Graphs from Scratch: The Foundation Every GNN Stands On

Before message passing, before adjacency matrices — there are nodes, edges, and a handful of properties that govern everything.

June 202610 min readGraphs, Fundamentals, GNN

Most GNN tutorials start in the middle. They hand you an adjacency matrix or a message-passing equation and expect you to already know what a graph is — not the bar-chart kind, the mathematical kind.

This post goes back to the beginning. Not because it's simple, but because the concepts here — degree, neighborhood, paths, connectivity — are the exact vocabulary that every GNN paper uses without defining. Get these right and everything downstream clicks.

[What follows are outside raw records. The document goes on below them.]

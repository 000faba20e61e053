use axum::extract::State;
use axum::http::StatusCode;
use axum_extra::extract::cookie::Cookie;
use axum_extra::extract::cookie::CookieJar;
use axum_extra::extract::cookie::SameSite;
use serde::Deserialize;
use serde::Serialize;

use super::ApiError;
use super::ApiJson;
use super::ApiSuccess;
use crate::domain::user::models::SignInCommand;
use crate::domain::user::models::TokenPair;
use crate::inbound::http::middleware::ACCESS_TOKEN_COOKIE;
use crate::inbound::http::router::AppState;
use crate::inbound::http::router::HttpSettings;

/// Cookie carrying the refresh token; only sent to the auth routes.
pub const REFRESH_TOKEN_COOKIE: &str = "refresh_token";
const REFRESH_TOKEN_COOKIE_PATH: &str = "/api/v1/auth";

pub async fn sign_in(
    State(state): State<AppState>,
    jar: CookieJar,
    ApiJson(body): ApiJson<SignInRequest>,
) -> Result<(CookieJar, ApiSuccess<AccessTokenData>), ApiError> {
    let tokens = state
        .auth_service
        .sign_in(SignInCommand {
            email: body.email,
            password: body.password,
        })
        .await?;

    Ok(session_response(jar, tokens, &state.settings))
}

/// Set both session cookies and return the access token in the body.
pub(super) fn session_response(
    jar: CookieJar,
    tokens: TokenPair,
    settings: &HttpSettings,
) -> (CookieJar, ApiSuccess<AccessTokenData>) {
    let access_cookie = Cookie::build((ACCESS_TOKEN_COOKIE, tokens.access_token.clone()))
        .path("/")
        .http_only(true)
        .secure(settings.secure_cookies)
        .same_site(SameSite::Lax);

    let refresh_cookie = Cookie::build((REFRESH_TOKEN_COOKIE, tokens.refresh_token))
        .path(REFRESH_TOKEN_COOKIE_PATH)
        .http_only(true)
        .secure(settings.secure_cookies)
        .same_site(SameSite::Strict);

    (
        jar.add(access_cookie).add(refresh_cookie),
        ApiSuccess::new(
            StatusCode::OK,
            AccessTokenData {
                access_token: tokens.access_token,
            },
        ),
    )
}

#[derive(Debug, Clone, PartialEq, Eq, Deserialize)]
pub struct SignInRequest {
    email: String,
    password: String,
}

#[derive(Debug, Clone, PartialEq, Eq, Serialize)]
pub struct AccessTokenData {
    pub access_token: String,
}
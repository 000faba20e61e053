use argon2::password_hash::rand_core::OsRng;
use argon2::password_hash::PasswordHash;
use argon2::password_hash::PasswordHasher as Argon2PasswordHasher;
use argon2::password_hash::PasswordVerifier;
use argon2::password_hash::SaltString;
use argon2::Algorithm;
use argon2::Argon2;
use argon2::Params;
use argon2::Version;

use super::errors::PasswordError;

/// Password hashing implementation.
///
/// Argon2id keyed with a service-wide secret. Every digest also carries its
/// own random salt, so equal passwords never produce equal digests.
#[derive(Clone)]
pub struct PasswordHasher {
    secret: Vec<u8>,
}

impl PasswordHasher {
    /// Create a new password hasher keyed with `secret`.
    ///
    /// # Arguments
    /// * `secret` - Service-wide secret mixed into every digest
    ///
    /// # Errors
    /// * `EmptySecret` - The secret is empty
    pub fn new(secret: &[u8]) -> Result<Self, PasswordError> {
        if secret.is_empty() {
            return Err(PasswordError::EmptySecret);
        }

        Ok(Self {
            secret: secret.to_vec(),
        })
    }

    fn argon2(&self) -> Result<Argon2<'_>, argon2::Error> {
        Argon2::new_with_secret(
            &self.secret,
            Algorithm::Argon2id,
            Version::V0x13,
            Params::default(),
        )
    }

    /// Hash a plaintext password.
    ///
    /// # Arguments
    /// * `password` - Plaintext password to hash
    ///
    /// # Returns
    /// PHC string (algorithm, parameters, salt and digest)
    ///
    /// # Errors
    /// * `HashingFailed` - The hash primitive failed
    pub fn hash(&self, password: &str) -> Result<String, PasswordError> {
        let salt = SaltString::generate(&mut OsRng);
        let argon2 = self
            .argon2()
            .map_err(|e| PasswordError::HashingFailed(e.to_string()))?;

        argon2
            .hash_password(password.as_bytes(), &salt)
            .map(|hash| hash.to_string())
            .map_err(|e| PasswordError::HashingFailed(e.to_string()))
    }

    /// Verify a password against a stored digest.
    ///
    /// Malformed digests and digests produced under another secret report
    /// `false` like any other mismatch.
    pub fn verify(&self, password: &str, hash: &str) -> bool {
        let Ok(parsed_hash) = PasswordHash::new(hash) else {
            return false;
        };
        let Ok(argon2) = self.argon2() else {
            return false;
        };

        argon2
            .verify_password(password.as_bytes(), &parsed_hash)
            .is_ok()
    }
}

impl std::fmt::Debug for PasswordHasher {
    fn fmt(&self, f: &mut std::fmt::Formatter<'_>) -> std::fmt::Result {
        f.debug_struct("PasswordHasher").finish_non_exhaustive()
    }
}

#[cfg(test)]
mod tests {
    use super::*;

    #[test]
    fn test_hash_and_verify() {
        let hasher = PasswordHasher::new(b"pepper").unwrap();
        let password = "my_secure_password";

        let hash = hasher.hash(password).expect("Failed to hash password");

        assert!(hasher.verify(password, &hash));
        assert!(!hasher.verify("wrong_password", &hash));
    }

    #[test]
    fn test_same_password_hashes_differently() {
        let hasher = PasswordHasher::new(b"pepper").unwrap();

        let first = hasher.hash("secret1").unwrap();
        let second = hasher.hash("secret1").unwrap();

        assert_ne!(first, second);
        assert!(hasher.verify("secret1", &first));
        assert!(hasher.verify("secret1", &second));
    }

    #[test]
    fn test_verify_invalid_hash() {
        let hasher = PasswordHasher::new(b"pepper").unwrap();
        assert!(!hasher.verify("password", "invalid_hash"));
    }

    #[test]
    fn test_verify_with_other_secret() {
        let hasher = PasswordHasher::new(b"pepper").unwrap();
        let other = PasswordHasher::new(b"another pepper").unwrap();

        let hash = hasher.hash("secret1").unwrap();

        assert!(!other.verify("secret1", &hash));
    }

    #[test]
    fn test_empty_secret_rejected() {
        assert!(matches!(
            PasswordHasher::new(b""),
            Err(PasswordError::EmptySecret)
        ));
    }
}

A graph is just things and connections. But that simple structure is expressive enough to model molecules, social networks, the internet, and the geometry of spacetime.

What is a graph?

A graph G = (V, E) is two sets:

  • V — a set of vertices (or nodes): the objects
  • E — a set of edges: pairs of vertices that are connected

That's the entire definition. No coordinates, no layout, no colors. A graph is pure relationship — who is connected to whom.

Graph definition

G = (V, E), where E ⊆ V × V

The power of this abstraction is its universality. A water molecule is a graph (atoms = nodes, bonds = edges). Your friend network is a graph. A sentence parsed into a dependency tree is a graph. A road map is a graph. The same mathematical machinery works on all of them.

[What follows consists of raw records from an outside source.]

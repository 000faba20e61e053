use async_trait::async_trait;
use sqlx::postgres::PgRow;
use sqlx::PgPool;
use sqlx::Row;

use crate::domain::user::errors::AuthError;
use crate::domain::user::models::EmailAddress;
use crate::domain::user::models::NewUser;
use crate::domain::user::models::User;
use crate::domain::user::models::UserId;
use crate::domain::user::models::UserName;
use crate::domain::user::ports::UserRepository;

pub struct PostgresUserRepository {
    pool: PgPool,
}

impl PostgresUserRepository {
    pub fn new(pool: PgPool) -> Self {
        Self { pool }
    }

    fn row_to_user(row: PgRow) -> Result<User, AuthError> {
        Ok(User {
            id: UserId::new(row.get("id"))?,
            name: UserName::new(row.get("name"))?,
            email: EmailAddress::new(row.get("email"))?,
            password_hash: row.get("password_hash"),
            created_at: row.get("created_at"),
            updated_at: row.get("updated_at"),
        })
    }
}

#[async_trait]
impl UserRepository for PostgresUserRepository {
    async fn create(&self, user: NewUser) -> Result<User, AuthError> {
        let row = sqlx::query(
            r#"
            INSERT INTO users (name, email, password_hash)
            VALUES ($1, $2, $3)
            RETURNING id, name, email, password_hash, created_at, updated_at
            "#,
        )
        .bind(user.name.as_str())
        .bind(user.email.as_str())
        .bind(&user.password_hash)
        .fetch_one(&self.pool)
        .await
        .map_err(|e| {
            if let Some(db_err) = e.as_database_error() {
                if db_err.is_unique_violation() && db_err.constraint() == Some("users_email_key")
                {
                    return AuthError::EmailAlreadyExists(user.email.as_str().to_string());
                }
            }
            AuthError::DatabaseError(e.to_string())
        })?;

        Self::row_to_user(row)
    }

    async fn find_by_id(&self, id: UserId) -> Result<Option<User>, AuthError> {
        let row = sqlx::query(
            r#"
            SELECT id, name, email, password_hash, created_at, updated_at
            FROM users
            WHERE id = $1
            "#,
        )
        .bind(id.as_i64())
        .fetch_optional(&self.pool)
        .await
        .map_err(|e| AuthError::DatabaseError(e.to_string()))?;

        row.map(Self::row_to_user).transpose()
    }

    async fn find_by_email(&self, email: &str) -> Result<Option<User>, AuthError> {
        let row = sqlx::query(
            r#"
            SELECT id, name, email, password_hash, created_at, updated_at
            FROM users
            WHERE email = $1
            "#,
        )
        .bind(email)
        .fetch_optional(&self.pool)
        .await
        .map_err(|e| AuthError::DatabaseError(e.to_string()))?;

        row.map(Self::row_to_user).transpose()
    }

    async fn delete(&self, id: UserId) -> Result<(), AuthError> {
        let result = sqlx::query(
            r#"
            DELETE FROM users
            WHERE id = $1
            "#,
        )
        .bind(id.as_i64())
        .execute(&self.pool)
        .await
        .map_err(|e| AuthError::DatabaseError(e.to_string()))?;

        if result.rows_affected() == 0 {
            return Err(AuthError::DeleteFailed(id));
        }

        Ok(())
    }
}
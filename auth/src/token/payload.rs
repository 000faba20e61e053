use chrono::DateTime;
use chrono::Duration;
use chrono::Utc;
use rand::rngs::OsRng;
use rand::RngCore;
use serde::Deserialize;
use serde::Serialize;
use uuid::Uuid;

use super::errors::TokenError;

/// Identity carried inside an access token.
///
/// Timestamps are unix seconds. A payload is valid strictly before
/// `expired_at`.
#[derive(Debug, Clone, PartialEq, Eq, Serialize, Deserialize)]
pub struct TokenPayload {
    #[serde(rename = "jti")]
    pub id: Uuid,
    pub user_id: i64,
    #[serde(rename = "iat")]
    pub issued_at: i64,
    #[serde(rename = "exp")]
    pub expired_at: i64,
}

impl TokenPayload {
    /// Create a payload for `user_id` valid for `duration` from now.
    ///
    /// # Errors
    /// * `CreationFailed` - The OS random source could not produce a token id
    pub fn new(user_id: i64, duration: Duration) -> Result<Self, TokenError> {
        Self::new_at(user_id, duration, Utc::now())
    }

    /// Create a payload as if issued at `now`.
    pub fn new_at(
        user_id: i64,
        duration: Duration,
        now: DateTime<Utc>,
    ) -> Result<Self, TokenError> {
        let mut bytes = [0u8; 16];
        OsRng
            .try_fill_bytes(&mut bytes)
            .map_err(|e| TokenError::CreationFailed(e.to_string()))?;

        let issued_at = now.timestamp();

        Ok(Self {
            id: uuid::Builder::from_random_bytes(bytes).into_uuid(),
            user_id,
            issued_at,
            expired_at: issued_at + duration.num_seconds(),
        })
    }

    /// Check the payload against the clock reading `now`.
    ///
    /// # Errors
    /// * `Expired` - `now` is at or past `expired_at`
    pub fn check_expiry(&self, now: DateTime<Utc>) -> Result<(), TokenError> {
        if now.timestamp() >= self.expired_at {
            return Err(TokenError::Expired);
        }
        Ok(())
    }
}

#[cfg(test)]
mod tests {
    use super::*;

    #[test]
    fn test_new_payload() {
        let payload = TokenPayload::new(42, Duration::minutes(15)).unwrap();

        assert_eq!(payload.user_id, 42);
        assert_eq!(payload.expired_at - payload.issued_at, 15 * 60);
        assert_eq!(payload.id.get_version_num(), 4);
    }

    #[test]
    fn test_payload_ids_are_unique() {
        let first = TokenPayload::new(1, Duration::minutes(1)).unwrap();
        let second = TokenPayload::new(1, Duration::minutes(1)).unwrap();
        assert_ne!(first.id, second.id);
    }

    #[test]
    fn test_check_expiry() {
        let now = Utc::now();
        let payload = TokenPayload::new_at(1, Duration::seconds(60), now).unwrap();

        assert!(payload.check_expiry(now).is_ok());
        assert!(payload.check_expiry(now + Duration::seconds(59)).is_ok());
        assert_eq!(
            payload.check_expiry(now + Duration::seconds(60)),
            Err(TokenError::Expired)
        );
        assert_eq!(
            payload.check_expiry(now + Duration::seconds(61)),
            Err(TokenError::Expired)
        );
    }

    #[test]
    fn test_zero_duration_is_expired_immediately() {
        let now = Utc::now();
        let payload = TokenPayload::new_at(1, Duration::zero(), now).unwrap();
        assert_eq!(payload.check_expiry(now), Err(TokenError::Expired));
    }
}
use std::hash::Hash;
use std::time::Duration;
use std::time::Instant;

use dashmap::DashMap;

use crate::domain::test::models::Test;
use crate::domain::test::models::TestId;
use crate::domain::test::ports::TestCache;
use crate::domain::user::models::UserId;

#[derive(Debug, Clone)]
struct CacheEntry<V> {
    value: V,
    inserted_at: Instant,
}

/// Concurrent map whose entries expire `ttl` after insertion.
///
/// Expired entries are dropped lazily when read. Patching an entry through
/// [`TtlCache::update`] keeps its original insertion time.
#[derive(Debug)]
pub struct TtlCache<K, V>
where
    K: Eq + Hash,
{
    entries: DashMap<K, CacheEntry<V>>,
    ttl: Duration,
}

impl<K, V> TtlCache<K, V>
where
    K: Eq + Hash,
    V: Clone,
{
    pub fn new(ttl: Duration) -> Self {
        Self {
            entries: DashMap::new(),
            ttl,
        }
    }

    pub fn get(&self, key: &K) -> Option<V> {
        self.get_at(key, Instant::now())
    }

    fn get_at(&self, key: &K, now: Instant) -> Option<V> {
        {
            let entry = self.entries.get(key)?;
            if now.duration_since(entry.inserted_at) < self.ttl {
                return Some(entry.value.clone());
            }
        }

        // Read guard must be released before removing from the same shard.
        self.entries
            .remove_if(key, |_, entry| now.duration_since(entry.inserted_at) >= self.ttl);
        None
    }

    pub fn insert(&self, key: K, value: V) {
        self.entries.insert(
            key,
            CacheEntry {
                value,
                inserted_at: Instant::now(),
            },
        );
    }

    pub fn remove(&self, key: &K) {
        self.entries.remove(key);
    }

    /// Drop every entry whose value matches `predicate`.
    pub fn remove_where<F>(&self, predicate: F)
    where
        F: Fn(&V) -> bool,
    {
        self.entries.retain(|_, entry| !predicate(&entry.value));
    }

    /// Apply `f` to the entry under `key`, if one is present.
    pub fn update<F>(&self, key: &K, f: F)
    where
        F: FnOnce(&mut V),
    {
        if let Some(mut entry) = self.entries.get_mut(key) {
            f(&mut entry.value);
        }
    }

    pub fn len(&self) -> usize {
        self.entries.len()
    }

    pub fn is_empty(&self) -> bool {
        self.entries.is_empty()
    }
}

impl TestCache for TtlCache<TestId, Test> {
    fn get(&self, id: &TestId) -> Option<Test> {
        TtlCache::get(self, id)
    }

    fn insert(&self, id: TestId, test: Test) {
        TtlCache::insert(self, id, test);
    }

    fn remove(&self, id: &TestId) {
        TtlCache::remove(self, id);
    }

    fn update(&self, id: &TestId, f: &dyn Fn(&mut Test)) {
        TtlCache::update(self, id, f);
    }

    fn remove_by_author(&self, author_id: UserId) {
        self.remove_where(|test| test.author_id == author_id);
    }
}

See it, don't just read it

The explorer below lets you switch between four classic graph shapes. Hover any node to see its neighborhood — the set of nodes directly connected to it — and its degree — the count of those connections.

Graph Explorer

Pick a shape, then hover any node to reveal its neighborhood

ABC

Graph stats

3
Nodes
3
Edges
Hover a node to see its degree and neighbors.

A few things to notice:

  • Triangle: every node has degree 2, every node is a neighbor of every other node. This is a complete graph on 3 vertices (K₃).
  • Star: the center node (A) has degree 5; every leaf has degree 1. One node holds all the connectivity. In GNN terms, A would dominate the message flow.
  • Cycle: every node has exactly degree 2. It's regular — all nodes are structurally identical. A GNN would struggle to distinguish them without positional encodings.
  • Tree: no cycles. There's exactly one path between any two nodes. Remove any edge and the graph splits in two.

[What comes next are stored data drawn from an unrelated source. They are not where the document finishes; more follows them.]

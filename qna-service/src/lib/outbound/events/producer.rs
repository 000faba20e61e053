use std::time::Duration;

use async_trait::async_trait;
use rdkafka::config::ClientConfig;
use rdkafka::producer::FutureProducer;
use rdkafka::producer::FutureRecord;
use rdkafka::util::Timeout;

use crate::config::AuditConfig;
use crate::domain::user::errors::AuditError;
use crate::domain::user::events::AuditEvent;
use crate::domain::user::ports::AuditLogger;
use crate::outbound::events::messages::AuditLogMessage;

/// Audit log sink backed by a Kafka topic.
pub struct KafkaAuditLogger {
    producer: FutureProducer,
    topic: String,
    timeout: Duration,
}

impl KafkaAuditLogger {
    /// Create a producer with "at least once" delivery semantics
    ///
    /// # Notes:
    /// - `acks=all`: Wait for all in-sync replicas to acknowledge
    /// - `enable.idempotence=true`: Prevents duplicate records during retries
    pub fn new(config: &AuditConfig) -> Result<Self, anyhow::Error> {
        tracing::info!(
            brokers = %config.brokers,
            topic = %config.topic,
            "Initializing Kafka audit logger"
        );

        let producer: FutureProducer = ClientConfig::new()
            .set("bootstrap.servers", &config.brokers)
            .set("message.timeout.ms", "10000")
            .set("enable.idempotence", "true")
            .set("acks", "all")
            .set("retries", "5")
            .set("retry.backoff.ms", "100")
            .create()?;

        Ok(Self {
            producer,
            topic: config.topic.clone(),
            timeout: Duration::from_secs(10),
        })
    }
}

#[async_trait]
impl AuditLogger for KafkaAuditLogger {
    async fn log(&self, event: &AuditEvent) -> Result<(), AuditError> {
        let message = AuditLogMessage::from(event);
        let payload = serde_json::to_string(&message)
            .map_err(|e| AuditError::SerializationFailed(e.to_string()))?;
        let key = event.entity_id.to_string();

        // Keyed by entity so records for one user stay ordered.
        let record = FutureRecord::to(&self.topic).key(&key).payload(&payload);

        self.producer
            .send(record, Timeout::After(self.timeout))
            .await
            .map(|_| {
                tracing::debug!(
                    topic = %self.topic,
                    action = %message.action,
                    entity_id = event.entity_id,
                    "Audit record published"
                );
            })
            .map_err(|(err, _)| {
                tracing::error!(
                    topic = %self.topic,
                    action = %message.action,
                    entity_id = event.entity_id,
                    error = %err,
                    "Failed to publish audit record"
                );
                AuditError::PublishFailed(err.to_string())
            })
    }
}
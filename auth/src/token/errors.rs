use thiserror::Error;

/// Error type for token operations.
#[derive(Debug, Clone, Error, PartialEq, Eq)]
pub enum TokenError {
    #[error("Token secret must be at least {min} bytes, got {actual}")]
    SecretTooShort { min: usize, actual: usize },

    #[error("Failed to create token: {0}")]
    CreationFailed(String),

    #[error("Token is invalid: {0}")]
    Invalid(String),

    #[error("Token has expired")]
    Expired,
}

Degree: the first property that matters

The degree of a node is the number of edges touching it. It sounds trivial, but degree is the single most informative local property of a node — and it shows up everywhere in GNN design.

Degree

deg(v) = |N(v)| = number of neighbors of v

Why does degree matter for GNNs? Because the aggregation step in message passing collects information from N(v) — the neighborhood. A node with degree 1 hears from one source. A node with degree 100 hears from a hundred. Without normalization, high-degree nodes overwhelm low-degree ones.

That's exactly why GCN uses the normalized adjacency D⁻½AD⁻½ — the degree matrix D scales messages so that a node with many connections doesn't dominate just because it's popular.

The heatmap below colors each node by its degree. Switch between graph shapes and watch how the degree distribution changes — a star has extreme variance, a cycle has none.

Degree Heatmap

Warmer = more connections. Spot the hub instantly.

ABCDEF

Degree distribution

A
5
B
1
C
1
D
1
E
1
F
1
low → high degree

The handshaking lemma

Here's a small theorem that feels obvious once you see it, but shows up constantly in graph theory proofs:

Handshaking lemma

Σ deg(v) = 2|E|

Every edge has two endpoints. So every edge adds exactly 2 to the total degree count. It doesn't matter how the graph is wired — the sum of all degrees is always twice the number of edges.

This means, among other things, that the number of nodes with odd degree is always even. You can't have a graph where exactly one node has an odd number of connections.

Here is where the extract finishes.